The move was announced by Transport Minister Rachel Maclean, with the first trials of rental e-scooters expected to begin the following week and lasting 12 months.
The announcement follows weeks of reports that the Government would fast-track trials following its announcement in March 2019 of a review into low-carbon mobility options, including e-scooters and e-cargo bike trailers. The Department for Transport is already running a consultation on micromobility vehicles as it explores how new transport modes – including electric scooters – could revolutionise urban mobility.
The UK is the last major European economy where e-scooters are banned everywhere except on private land (with the landowner’s permission). Speaking last week, Transport Secretary Grant Shapps said that road space needs reprioritising away from cars, with the pandemic having accelerated trends towards more active travel. However, there have been concerns over the use of e-scooters from road safety organisations, in particular after YouTube star Emily Hartridge was killed in the UK last year when her e-scooter collided with a lorry. The Transport Committee is also running an inquiry on their safety.
Under the DfT move, local authorities and devolved administrations can allow or run the rental schemes in their areas. Only rental schemes will be permitted and the e-scooters will only be allowed on roads, not pavements, and will be limited to 15.5mph while riders will be recommended to wear helmets.
Users will need a full or provisional car, motorcycle or moped licence to take part in the trials, and must be 16 or over.

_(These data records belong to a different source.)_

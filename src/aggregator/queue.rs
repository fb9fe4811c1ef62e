// Bounded per-lane queue of closed buckets awaiting the sync client

use std::collections::VecDeque;
use std::sync::{Arc, Mutex, MutexGuard, PoisonError};

use crate::models::{Bucket, Granularity, PingBucket};
use crate::stats::{PipelineStats, bump};

/// Closed buckets are only ever appended here by the producers and drained by the sync
/// client; the producers never see them again.
pub struct ClosedQueue {
    metrics: [Mutex<VecDeque<Bucket>>; 5],
    ping: [Mutex<VecDeque<PingBucket>>; 5],
    capacity: usize,
    stats: Arc<PipelineStats>,
}

fn lock<T>(m: &Mutex<T>) -> MutexGuard<'_, T> {
    m.lock().unwrap_or_else(PoisonError::into_inner)
}

impl ClosedQueue {
    /// `capacity` bounds each lane's metric queue and ping queue separately.
    pub fn new(capacity: usize, stats: Arc<PipelineStats>) -> Self {
        Self {
            metrics: std::array::from_fn(|_| Mutex::new(VecDeque::new())),
            ping: std::array::from_fn(|_| Mutex::new(VecDeque::new())),
            capacity: capacity.max(1),
            stats,
        }
    }

    pub fn capacity(&self) -> usize {
        self.capacity
    }

    pub fn push_metric(&self, granularity: Granularity, bucket: Bucket) {
        let mut q = lock(&self.metrics[granularity.lane()]);
        push_bounded(&mut q, bucket, self.capacity, &self.stats);
    }

    pub fn push_ping(&self, granularity: Granularity, bucket: PingBucket) {
        let mut q = lock(&self.ping[granularity.lane()]);
        push_bounded(&mut q, bucket, self.capacity, &self.stats);
    }

    /// Takes every closed metric bucket of the lane, oldest first.
    pub fn drain_metrics(&self, granularity: Granularity) -> Vec<Bucket> {
        lock(&self.metrics[granularity.lane()]).drain(..).collect()
    }

    pub fn drain_ping(&self, granularity: Granularity) -> Vec<PingBucket> {
        lock(&self.ping[granularity.lane()]).drain(..).collect()
    }

    pub fn len(&self, granularity: Granularity) -> usize {
        lock(&self.metrics[granularity.lane()]).len() + lock(&self.ping[granularity.lane()]).len()
    }

    pub fn is_empty(&self) -> bool {
        Granularity::ALL.into_iter().all(|g| self.len(g) == 0)
    }
}

fn push_bounded<T>(q: &mut VecDeque<T>, item: T, capacity: usize, stats: &PipelineStats) {
    if q.len() >= capacity {
        q.pop_front();
        bump(&stats.buckets_evicted, 1);
    }
    q.push_back(item);
}
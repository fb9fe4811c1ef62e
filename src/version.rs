// Build-time version from Cargo.toml

/// Package version (from Cargo.toml).
pub const VERSION: &str = env!("CARGO_PKG_VERSION");

/// Package name (from Cargo.toml).
pub const NAME: &str = env!("CARGO_PKG_NAME");

/// Revision of the agent/ingestion message set.
pub const PROTOCOL_VERSION: u32 = 2;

Transport Minister Rachel Maclean said: “E-scooters may offer the potential for convenient, clean and cost-effective travel that may also help ease the burden on the transport network, provide another green alternative to get around and allow for social distancing. The trials will allow us to test whether they do these things.”
Speaking a month ago, IAM RoadSmart said plans to fast-track e-scooter trials were a “once-in-a-lifetime opportunity” to make positive changes to transport infrastructure as we emerge from the current crisis. Results from a survey into attitudes towards e-scooters, carried out by the independent road safety charity, highlighted a growing acceptance of e-scooters as a mode of transport.
While IAM RoadSmart said there were still important road safety questions to be answered, two-thirds of those who responded were supportive of e-scooters’ wider use, despite the limited experience people have of using them.